The problem: The answer must consist of every line below that holds the word "bool".

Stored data
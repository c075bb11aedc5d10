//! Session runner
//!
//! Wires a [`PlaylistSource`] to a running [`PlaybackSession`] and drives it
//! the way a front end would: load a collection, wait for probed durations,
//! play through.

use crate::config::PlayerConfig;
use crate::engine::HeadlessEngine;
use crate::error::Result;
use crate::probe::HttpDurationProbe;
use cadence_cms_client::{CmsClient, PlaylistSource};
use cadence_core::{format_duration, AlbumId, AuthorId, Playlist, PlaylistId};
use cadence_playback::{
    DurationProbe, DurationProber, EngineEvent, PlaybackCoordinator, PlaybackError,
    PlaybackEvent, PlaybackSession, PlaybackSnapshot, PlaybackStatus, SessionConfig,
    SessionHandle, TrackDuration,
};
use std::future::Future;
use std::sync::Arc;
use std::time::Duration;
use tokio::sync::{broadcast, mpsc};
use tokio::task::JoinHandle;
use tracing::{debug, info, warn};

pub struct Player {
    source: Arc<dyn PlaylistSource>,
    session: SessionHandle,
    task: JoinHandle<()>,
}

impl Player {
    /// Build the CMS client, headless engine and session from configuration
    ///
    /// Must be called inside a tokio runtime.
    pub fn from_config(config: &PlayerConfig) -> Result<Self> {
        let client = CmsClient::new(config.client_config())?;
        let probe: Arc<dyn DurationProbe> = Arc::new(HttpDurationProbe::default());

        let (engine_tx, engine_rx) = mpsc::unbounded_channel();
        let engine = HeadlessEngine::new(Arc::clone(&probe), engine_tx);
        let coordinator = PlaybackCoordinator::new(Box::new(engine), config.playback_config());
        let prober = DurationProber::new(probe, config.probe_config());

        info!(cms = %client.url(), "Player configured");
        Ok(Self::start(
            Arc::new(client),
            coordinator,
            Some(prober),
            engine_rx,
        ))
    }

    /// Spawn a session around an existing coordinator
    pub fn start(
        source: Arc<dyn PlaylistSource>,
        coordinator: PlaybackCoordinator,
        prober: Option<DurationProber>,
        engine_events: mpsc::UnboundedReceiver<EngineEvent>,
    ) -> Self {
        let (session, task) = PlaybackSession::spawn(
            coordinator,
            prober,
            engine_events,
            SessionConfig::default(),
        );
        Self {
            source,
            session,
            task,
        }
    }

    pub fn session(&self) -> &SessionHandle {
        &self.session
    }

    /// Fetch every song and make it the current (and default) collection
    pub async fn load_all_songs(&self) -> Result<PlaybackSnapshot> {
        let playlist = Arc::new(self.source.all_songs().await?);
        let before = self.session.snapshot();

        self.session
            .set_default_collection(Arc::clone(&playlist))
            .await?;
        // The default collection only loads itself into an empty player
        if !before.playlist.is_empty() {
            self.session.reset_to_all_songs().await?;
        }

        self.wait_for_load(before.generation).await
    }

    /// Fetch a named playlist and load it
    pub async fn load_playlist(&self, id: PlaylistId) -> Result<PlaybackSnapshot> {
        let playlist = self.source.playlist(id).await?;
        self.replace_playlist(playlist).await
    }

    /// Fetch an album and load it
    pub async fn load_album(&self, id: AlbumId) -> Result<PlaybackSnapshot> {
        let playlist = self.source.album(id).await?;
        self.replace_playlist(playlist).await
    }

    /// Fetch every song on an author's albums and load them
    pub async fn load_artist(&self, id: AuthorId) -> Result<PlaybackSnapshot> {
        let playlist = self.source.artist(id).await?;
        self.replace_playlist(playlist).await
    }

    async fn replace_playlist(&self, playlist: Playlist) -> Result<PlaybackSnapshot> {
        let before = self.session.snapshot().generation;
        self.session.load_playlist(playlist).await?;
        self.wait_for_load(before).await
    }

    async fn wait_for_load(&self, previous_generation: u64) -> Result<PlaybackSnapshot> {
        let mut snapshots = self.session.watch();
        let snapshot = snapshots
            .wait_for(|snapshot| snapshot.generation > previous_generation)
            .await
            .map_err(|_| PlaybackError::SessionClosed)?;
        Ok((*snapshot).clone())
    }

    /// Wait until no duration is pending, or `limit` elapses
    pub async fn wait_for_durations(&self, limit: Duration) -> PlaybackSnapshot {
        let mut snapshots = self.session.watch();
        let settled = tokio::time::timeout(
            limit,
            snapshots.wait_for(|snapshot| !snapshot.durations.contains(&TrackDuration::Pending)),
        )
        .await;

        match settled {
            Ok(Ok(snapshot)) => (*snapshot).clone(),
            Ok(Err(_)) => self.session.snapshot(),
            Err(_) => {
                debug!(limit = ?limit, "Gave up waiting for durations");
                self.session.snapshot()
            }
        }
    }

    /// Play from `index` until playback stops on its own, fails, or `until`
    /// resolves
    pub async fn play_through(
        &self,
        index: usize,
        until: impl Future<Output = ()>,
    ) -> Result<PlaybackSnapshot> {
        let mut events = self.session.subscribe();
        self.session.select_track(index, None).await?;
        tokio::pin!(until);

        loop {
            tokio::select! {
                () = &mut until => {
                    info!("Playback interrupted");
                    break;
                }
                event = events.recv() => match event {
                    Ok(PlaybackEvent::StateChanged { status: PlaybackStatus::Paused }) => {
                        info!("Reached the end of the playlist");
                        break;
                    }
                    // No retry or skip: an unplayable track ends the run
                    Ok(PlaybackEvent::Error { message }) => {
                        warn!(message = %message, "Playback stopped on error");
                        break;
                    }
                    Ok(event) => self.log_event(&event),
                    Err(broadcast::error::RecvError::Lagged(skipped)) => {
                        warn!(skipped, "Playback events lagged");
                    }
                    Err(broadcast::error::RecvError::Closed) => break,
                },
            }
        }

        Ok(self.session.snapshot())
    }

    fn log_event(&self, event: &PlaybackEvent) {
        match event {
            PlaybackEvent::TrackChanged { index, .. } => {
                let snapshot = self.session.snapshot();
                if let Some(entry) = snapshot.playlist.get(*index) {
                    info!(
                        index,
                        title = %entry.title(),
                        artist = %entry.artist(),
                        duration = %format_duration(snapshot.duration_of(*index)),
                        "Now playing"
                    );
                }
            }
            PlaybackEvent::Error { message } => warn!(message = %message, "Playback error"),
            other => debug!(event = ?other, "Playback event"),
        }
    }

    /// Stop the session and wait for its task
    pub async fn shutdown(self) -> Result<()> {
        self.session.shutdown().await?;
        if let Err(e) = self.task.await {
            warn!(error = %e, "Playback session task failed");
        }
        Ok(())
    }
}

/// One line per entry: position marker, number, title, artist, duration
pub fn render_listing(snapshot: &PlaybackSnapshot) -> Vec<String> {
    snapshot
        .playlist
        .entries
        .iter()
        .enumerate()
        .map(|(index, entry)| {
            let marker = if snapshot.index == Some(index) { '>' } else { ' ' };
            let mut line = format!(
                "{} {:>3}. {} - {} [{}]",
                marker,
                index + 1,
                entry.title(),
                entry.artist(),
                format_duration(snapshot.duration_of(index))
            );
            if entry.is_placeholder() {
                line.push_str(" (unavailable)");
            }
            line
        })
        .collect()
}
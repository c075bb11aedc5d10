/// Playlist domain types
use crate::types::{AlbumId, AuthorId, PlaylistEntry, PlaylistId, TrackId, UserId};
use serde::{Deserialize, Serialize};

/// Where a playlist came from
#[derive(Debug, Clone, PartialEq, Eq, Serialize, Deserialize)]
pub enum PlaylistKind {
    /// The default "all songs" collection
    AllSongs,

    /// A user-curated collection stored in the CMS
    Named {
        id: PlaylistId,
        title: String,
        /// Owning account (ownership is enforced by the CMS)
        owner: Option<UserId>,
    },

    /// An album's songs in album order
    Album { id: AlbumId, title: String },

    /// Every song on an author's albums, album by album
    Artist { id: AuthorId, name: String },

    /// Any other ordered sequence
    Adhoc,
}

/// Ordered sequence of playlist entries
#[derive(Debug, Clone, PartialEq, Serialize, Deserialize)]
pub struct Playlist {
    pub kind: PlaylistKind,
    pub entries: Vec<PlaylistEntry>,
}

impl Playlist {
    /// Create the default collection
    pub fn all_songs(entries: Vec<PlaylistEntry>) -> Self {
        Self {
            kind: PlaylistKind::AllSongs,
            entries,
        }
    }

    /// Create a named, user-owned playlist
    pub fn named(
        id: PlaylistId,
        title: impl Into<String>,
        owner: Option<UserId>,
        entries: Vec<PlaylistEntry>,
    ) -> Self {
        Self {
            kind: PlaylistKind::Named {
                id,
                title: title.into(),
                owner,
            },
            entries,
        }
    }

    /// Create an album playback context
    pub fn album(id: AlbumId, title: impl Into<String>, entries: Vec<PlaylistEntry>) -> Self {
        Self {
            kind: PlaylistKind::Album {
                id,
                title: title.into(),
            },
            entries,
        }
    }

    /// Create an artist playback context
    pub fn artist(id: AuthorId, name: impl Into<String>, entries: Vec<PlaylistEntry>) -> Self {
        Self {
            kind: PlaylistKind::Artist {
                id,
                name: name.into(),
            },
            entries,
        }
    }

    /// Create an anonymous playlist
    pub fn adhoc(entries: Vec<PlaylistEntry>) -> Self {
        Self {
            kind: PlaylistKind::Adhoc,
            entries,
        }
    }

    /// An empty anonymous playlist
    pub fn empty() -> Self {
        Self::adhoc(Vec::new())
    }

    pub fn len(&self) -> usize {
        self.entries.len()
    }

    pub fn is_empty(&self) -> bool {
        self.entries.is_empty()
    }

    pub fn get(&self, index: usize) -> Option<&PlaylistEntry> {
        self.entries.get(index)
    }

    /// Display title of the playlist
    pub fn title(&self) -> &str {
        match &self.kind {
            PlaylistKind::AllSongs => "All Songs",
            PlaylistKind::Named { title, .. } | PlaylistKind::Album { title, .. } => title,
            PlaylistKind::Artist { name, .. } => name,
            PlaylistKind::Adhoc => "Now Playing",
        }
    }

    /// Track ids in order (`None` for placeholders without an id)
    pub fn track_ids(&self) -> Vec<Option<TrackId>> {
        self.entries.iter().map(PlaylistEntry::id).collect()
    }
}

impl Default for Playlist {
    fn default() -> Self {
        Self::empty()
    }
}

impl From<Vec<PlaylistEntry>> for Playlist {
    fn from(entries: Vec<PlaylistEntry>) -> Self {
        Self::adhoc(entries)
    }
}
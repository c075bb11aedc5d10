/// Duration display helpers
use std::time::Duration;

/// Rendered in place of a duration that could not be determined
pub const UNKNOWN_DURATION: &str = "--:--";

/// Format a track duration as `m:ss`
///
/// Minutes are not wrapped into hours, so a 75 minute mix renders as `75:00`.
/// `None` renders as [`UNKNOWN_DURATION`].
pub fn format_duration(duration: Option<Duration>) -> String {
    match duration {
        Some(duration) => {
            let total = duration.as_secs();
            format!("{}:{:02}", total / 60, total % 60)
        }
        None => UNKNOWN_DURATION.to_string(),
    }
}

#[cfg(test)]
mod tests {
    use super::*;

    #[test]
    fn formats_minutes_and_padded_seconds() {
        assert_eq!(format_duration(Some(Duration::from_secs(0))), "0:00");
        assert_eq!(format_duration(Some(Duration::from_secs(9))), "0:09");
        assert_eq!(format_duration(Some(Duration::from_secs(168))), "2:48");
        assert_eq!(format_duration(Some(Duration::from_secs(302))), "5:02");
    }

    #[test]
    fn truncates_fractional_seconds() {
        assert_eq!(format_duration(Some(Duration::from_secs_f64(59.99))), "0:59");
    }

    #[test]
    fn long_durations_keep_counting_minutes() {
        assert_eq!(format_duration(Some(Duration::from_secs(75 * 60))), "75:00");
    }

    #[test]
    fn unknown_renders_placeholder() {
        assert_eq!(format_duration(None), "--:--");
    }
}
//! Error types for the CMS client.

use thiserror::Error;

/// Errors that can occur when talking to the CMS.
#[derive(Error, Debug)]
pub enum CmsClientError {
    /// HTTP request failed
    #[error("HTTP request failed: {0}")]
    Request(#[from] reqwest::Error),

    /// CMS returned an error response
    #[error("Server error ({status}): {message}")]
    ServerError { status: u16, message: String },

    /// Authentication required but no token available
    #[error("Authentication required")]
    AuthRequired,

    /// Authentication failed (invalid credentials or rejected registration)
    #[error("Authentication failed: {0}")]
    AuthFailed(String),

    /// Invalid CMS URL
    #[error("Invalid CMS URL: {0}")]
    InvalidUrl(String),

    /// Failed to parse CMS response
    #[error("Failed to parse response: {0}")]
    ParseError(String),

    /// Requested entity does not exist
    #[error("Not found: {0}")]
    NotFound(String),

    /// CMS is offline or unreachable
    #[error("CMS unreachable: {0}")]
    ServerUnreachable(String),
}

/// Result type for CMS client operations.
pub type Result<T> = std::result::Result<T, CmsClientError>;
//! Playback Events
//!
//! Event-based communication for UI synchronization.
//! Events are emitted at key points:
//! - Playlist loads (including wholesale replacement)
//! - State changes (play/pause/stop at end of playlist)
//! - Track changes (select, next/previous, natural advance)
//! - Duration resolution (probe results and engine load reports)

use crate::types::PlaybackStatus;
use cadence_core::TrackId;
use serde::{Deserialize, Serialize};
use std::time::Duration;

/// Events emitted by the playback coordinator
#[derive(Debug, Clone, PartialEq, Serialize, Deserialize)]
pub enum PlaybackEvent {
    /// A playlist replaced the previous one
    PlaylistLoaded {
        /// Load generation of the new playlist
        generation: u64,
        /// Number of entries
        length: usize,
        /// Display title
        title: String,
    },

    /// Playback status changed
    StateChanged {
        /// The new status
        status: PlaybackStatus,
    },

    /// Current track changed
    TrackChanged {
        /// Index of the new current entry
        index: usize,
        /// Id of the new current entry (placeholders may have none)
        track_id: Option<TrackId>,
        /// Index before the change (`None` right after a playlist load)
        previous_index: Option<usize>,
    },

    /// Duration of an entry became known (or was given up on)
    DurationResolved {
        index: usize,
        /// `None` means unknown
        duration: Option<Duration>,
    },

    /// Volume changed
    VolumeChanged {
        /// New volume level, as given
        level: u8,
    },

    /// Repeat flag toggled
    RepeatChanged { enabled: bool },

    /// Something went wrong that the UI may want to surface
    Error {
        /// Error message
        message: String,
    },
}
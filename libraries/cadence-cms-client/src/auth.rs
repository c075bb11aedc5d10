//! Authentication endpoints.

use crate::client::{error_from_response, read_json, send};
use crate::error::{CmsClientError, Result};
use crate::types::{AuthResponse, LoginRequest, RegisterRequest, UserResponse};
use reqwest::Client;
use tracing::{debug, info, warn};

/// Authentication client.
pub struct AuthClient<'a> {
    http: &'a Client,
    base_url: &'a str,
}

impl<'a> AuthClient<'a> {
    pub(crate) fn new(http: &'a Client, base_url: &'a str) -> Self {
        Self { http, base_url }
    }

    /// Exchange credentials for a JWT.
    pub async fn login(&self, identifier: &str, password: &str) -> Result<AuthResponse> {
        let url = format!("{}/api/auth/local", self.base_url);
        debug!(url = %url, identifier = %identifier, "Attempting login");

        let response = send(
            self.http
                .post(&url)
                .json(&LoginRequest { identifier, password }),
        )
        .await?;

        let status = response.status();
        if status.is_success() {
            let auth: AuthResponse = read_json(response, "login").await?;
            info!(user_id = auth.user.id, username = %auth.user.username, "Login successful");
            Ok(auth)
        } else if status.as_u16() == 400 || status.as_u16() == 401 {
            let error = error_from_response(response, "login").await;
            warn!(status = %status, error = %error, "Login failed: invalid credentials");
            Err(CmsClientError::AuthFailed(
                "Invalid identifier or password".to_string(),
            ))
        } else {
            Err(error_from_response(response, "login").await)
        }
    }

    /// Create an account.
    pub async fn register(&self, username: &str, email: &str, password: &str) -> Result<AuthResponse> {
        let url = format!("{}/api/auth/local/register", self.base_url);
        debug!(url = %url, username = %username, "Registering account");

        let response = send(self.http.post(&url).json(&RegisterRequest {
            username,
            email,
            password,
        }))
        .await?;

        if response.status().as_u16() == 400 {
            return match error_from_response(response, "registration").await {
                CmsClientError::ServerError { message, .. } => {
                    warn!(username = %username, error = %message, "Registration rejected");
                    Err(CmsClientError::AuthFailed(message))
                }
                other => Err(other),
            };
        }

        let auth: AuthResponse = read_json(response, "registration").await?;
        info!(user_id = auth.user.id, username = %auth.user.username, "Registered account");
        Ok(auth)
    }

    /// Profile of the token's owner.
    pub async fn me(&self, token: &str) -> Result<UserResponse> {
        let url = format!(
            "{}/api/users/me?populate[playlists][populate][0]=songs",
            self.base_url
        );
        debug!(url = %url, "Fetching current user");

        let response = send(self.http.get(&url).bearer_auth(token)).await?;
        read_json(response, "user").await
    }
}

Solution to the exercise:
    pub fn is_empty(&self) -> bool {
    RepeatChanged { enabled: bool },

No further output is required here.